Dataset entries
※

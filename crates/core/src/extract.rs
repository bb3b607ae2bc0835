//! Content extraction from a fetched article page.
//!
//! Three things are pulled out of the raw markup:
//!
//! 1. the JSON-LD content block describing the article ([`ArticleContent`]),
//! 2. the subheadline, which the page renders after a ` | <!-- -->` marker,
//! 3. an optional [`AudioClip`] from the page's `<audio>` player.
//!
//! The content block is located through its `<script type="application/ld+json">`
//! anchor. Pages that predate the script anchor carry the object on the second
//! line of the response instead; that layout is still understood.

use std::sync::LazyLock;

use regex::Regex;
use serde_json::Value;

use crate::article::{ArticleContent, AudioClip};
use crate::parse::Document;
use crate::{BroadsheetError, Result};

const DEFAULT_AUDIO_TITLE: &str = "Listen to this story";

static SUBHEADLINE: LazyLock<Regex> = LazyLock::new(|| Regex::new(r" \| <!-- -->([^<]+)<").unwrap());

/// Everything the renderer needs from one page.
#[derive(Debug, Clone)]
pub struct ExtractedPage {
    pub content: ArticleContent,
    pub subheadline: Option<String>,
    pub audio: Option<AudioClip>,
}

/// Extracts the content block, subheadline and audio clip from a raw page.
///
/// # Errors
///
/// Returns [`BroadsheetError::Extraction`] when no content block (or more than
/// one) is found, or when the block lacks `headline`, `articleBody` or a
/// timestamp.
pub fn extract_page(raw: &str) -> Result<ExtractedPage> {
    let doc = Document::parse(raw);

    let content = locate_content_block(&doc, raw)?;
    let subheadline = extract_subheadline(raw);
    let audio = extract_audio(&doc)?;

    tracing::debug!(
        headline = %content.headline,
        paragraphs = content.body.len(),
        subheadline = subheadline.is_some(),
        audio = audio.is_some(),
        "extracted article page"
    );

    Ok(ExtractedPage { content, subheadline, audio })
}

/// Finds the single JSON object describing the article.
fn locate_content_block(doc: &Document, raw: &str) -> Result<ArticleContent> {
    let mut candidates = Vec::new();
    for script in doc.select(r#"script[type="application/ld+json"]"#)? {
        let text = script.text();
        match serde_json::from_str::<Value>(text.trim()) {
            Ok(value) => collect_articles(value, &mut candidates),
            Err(e) => tracing::debug!("skipping malformed JSON-LD script: {e}"),
        }
    }

    if candidates.is_empty()
        && let Some(line) = raw.lines().nth(1)
        && let Ok(value) = serde_json::from_str::<Value>(line.trim())
    {
        tracing::debug!("content block found on the second response line");
        collect_articles(value, &mut candidates);
    }

    let block = match candidates.len() {
        0 => return Err(BroadsheetError::Extraction("no JSON content block with an articleBody".to_string())),
        1 => candidates.remove(0),
        n => return Err(BroadsheetError::Extraction(format!("{n} JSON content blocks found, expected one"))),
    };

    let content: ArticleContent = serde_json::from_value(block)
        .map_err(|e| BroadsheetError::Extraction(format!("malformed content block: {e}")))?;

    if content.timestamp().is_none() {
        return Err(BroadsheetError::Extraction("content block has no datePublished".to_string()));
    }

    Ok(content)
}

/// Flattens arrays and `@graph` containers, keeping objects that carry an article body.
fn collect_articles(value: Value, out: &mut Vec<Value>) {
    match value {
        Value::Array(items) => items.into_iter().for_each(|item| collect_articles(item, out)),
        Value::Object(mut obj) => {
            if let Some(graph) = obj.remove("@graph") {
                collect_articles(graph, out);
            }
            if obj.contains_key("articleBody") {
                out.push(Value::Object(obj));
            }
        }
        _ => {}
    }
}

/// Subheadline text following the ` | <!-- -->` marker, entities decoded.
pub fn extract_subheadline(raw: &str) -> Option<String> {
    let caps = SUBHEADLINE.captures(raw)?;
    let text = Document::parse_fragment(&caps[1]).text_content();
    let text = text.trim();
    if text.is_empty() { None } else { Some(text.to_string()) }
}

fn extract_audio(doc: &Document) -> Result<Option<AudioClip>> {
    for player in doc.select("audio")? {
        let src = match player.attr("src") {
            Some(src) => Some(src.to_string()),
            None => player
                .select("source[src]")?
                .first()
                .and_then(|source| source.attr("src"))
                .map(String::from),
        };

        if let Some(src) = src.filter(|s| !s.trim().is_empty()) {
            let title = player
                .attr("title")
                .or_else(|| player.attr("aria-label"))
                .map(str::trim)
                .filter(|t| !t.is_empty())
                .unwrap_or(DEFAULT_AUDIO_TITLE);
            return Ok(Some(AudioClip { src: src.trim().to_string(), title: title.to_string() }));
        }
    }
    Ok(None)
}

※

All entries must be given again exactly.

filename crates/core/src/extract.rs
repository bb3b607ae2bc0835
//! Content extraction from a fetched article page.
//!
//! Three things are pulled out of the raw markup:
//!
//! 1. the JSON-LD content block describing the article ([`ArticleContent`]),
//! 2. the subheadline, which the page renders after a ` | <!-- -->` marker,
//! 3. an optional [`AudioClip`] from the page's `<audio>` player.
//!
//! The content block is located through its `<script type="application/ld+json">`
//! anchor. Pages that predate the script anchor carry the object on the second
//! line of the response instead; that layout is still understood.

use std::sync::LazyLock;

use regex::Regex;
use serde_json::Value;

use crate::article::{ArticleContent, AudioClip};
use crate::parse::Document;
use crate::{BroadsheetError, Result};

const DEFAULT_AUDIO_TITLE: &str = "Listen to this story";

static SUBHEADLINE: LazyLock<Regex> = LazyLock::new(|| Regex::new(r" \| <!-- -->([^<]+)<").unwrap());

/// Everything the renderer needs from one page.
#[derive(Debug, Clone)]
pub struct ExtractedPage {
    pub content: ArticleContent,
    pub subheadline: Option<String>,
    pub audio: Option<AudioClip>,
}

/// Extracts the content block, subheadline and audio clip from a raw page.
///
/// # Errors
///
/// Returns [`BroadsheetError::Extraction`] when no content block (or more than
/// one) is found, or when the block lacks `headline`, `articleBody` or a
/// timestamp.
pub fn extract_page(raw: &str) -> Result<ExtractedPage> {
    let doc = Document::parse(raw);

    let content = locate_content_block(&doc, raw)?;
    let subheadline = extract_subheadline(raw);
    let audio = extract_audio(&doc)?;

    tracing::debug!(
        headline = %content.headline,
        paragraphs = content.body.len(),
        subheadline = subheadline.is_some(),
        audio = audio.is_some(),
        "extracted article page"
    );

    Ok(ExtractedPage { content, subheadline, audio })
}

/// Finds the single JSON object describing the article.
fn locate_content_block(doc: &Document, raw: &str) -> Result<ArticleContent> {
    let mut candidates = Vec::new();
    for script in doc.select(r#"script[type="application/ld+json"]"#)? {
        let text = script.text();
        match serde_json::from_str::<Value>(text.trim()) {
            Ok(value) => collect_articles(value, &mut candidates),
            Err(e) => tracing::debug!("skipping malformed JSON-LD script: {e}"),
        }
    }

    if candidates.is_empty()
        && let Some(line) = raw.lines().nth(1)
        && let Ok(value) = serde_json::from_str::<Value>(line.trim())
    {
        tracing::debug!("content block found on the second response line");
        collect_articles(value, &mut candidates);
    }

    let block = match candidates.len() {
        0 => return Err(BroadsheetError::Extraction("no JSON content block with an articleBody".to_string())),
        1 => candidates.remove(0),
        n => return Err(BroadsheetError::Extraction(format!("{n} JSON content blocks found, expected one"))),
    };

    let content: ArticleContent = serde_json::from_value(block)
        .map_err(|e| BroadsheetError::Extraction(format!("malformed content block: {e}")))?;

    if content.timestamp().is_none() {
        return Err(BroadsheetError::Extraction("content block has no datePublished".to_string()));
    }

    Ok(content)
}

/// Flattens arrays and `@graph` containers, keeping objects that carry an article body.
fn collect_articles(value: Value, out: &mut Vec<Value>) {
    match value {
        Value::Array(items) => items.into_iter().for_each(|item| collect_articles(item, out)),
        Value::Object(mut obj) => {
            if let Some(graph) = obj.remove("@graph") {
                collect_articles(graph, out);
            }
            if obj.contains_key("articleBody") {
                out.push(Value::Object(obj));
            }
        }
        _ => {}
    }
}

/// Subheadline text following the ` | <!-- -->` marker, entities decoded.
pub fn extract_subheadline(raw: &str) -> Option<String> {
    let caps = SUBHEADLINE.captures(raw)?;
    let text = Document::parse_fragment(&caps[1]).text_content();
    let text = text.trim();
    if text.is_empty() { None } else { Some(text.to_string()) }
}

fn extract_audio(doc: &Document) -> Result<Option<AudioClip>> {
    for player in doc.select("audio")? {
        let src = match player.attr("src") {
            Some(src) => Some(src.to_string()),
            None => player
                .select("source[src]")?
                .first()
                .and_then(|source| source.attr("src"))
                .map(String::from),
        };

        if let Some(src) = src.filter(|s| !s.trim().is_empty()) {
            let title = player
                .attr("title")
                .or_else(|| player.attr("aria-label"))
                .map(str::trim)
                .filter(|t| !t.is_empty())
                .unwrap_or(DEFAULT_AUDIO_TITLE);
            return Ok(Some(AudioClip { src: src.trim().to_string(), title: title.to_string() }));
        }
    }
    Ok(None)
}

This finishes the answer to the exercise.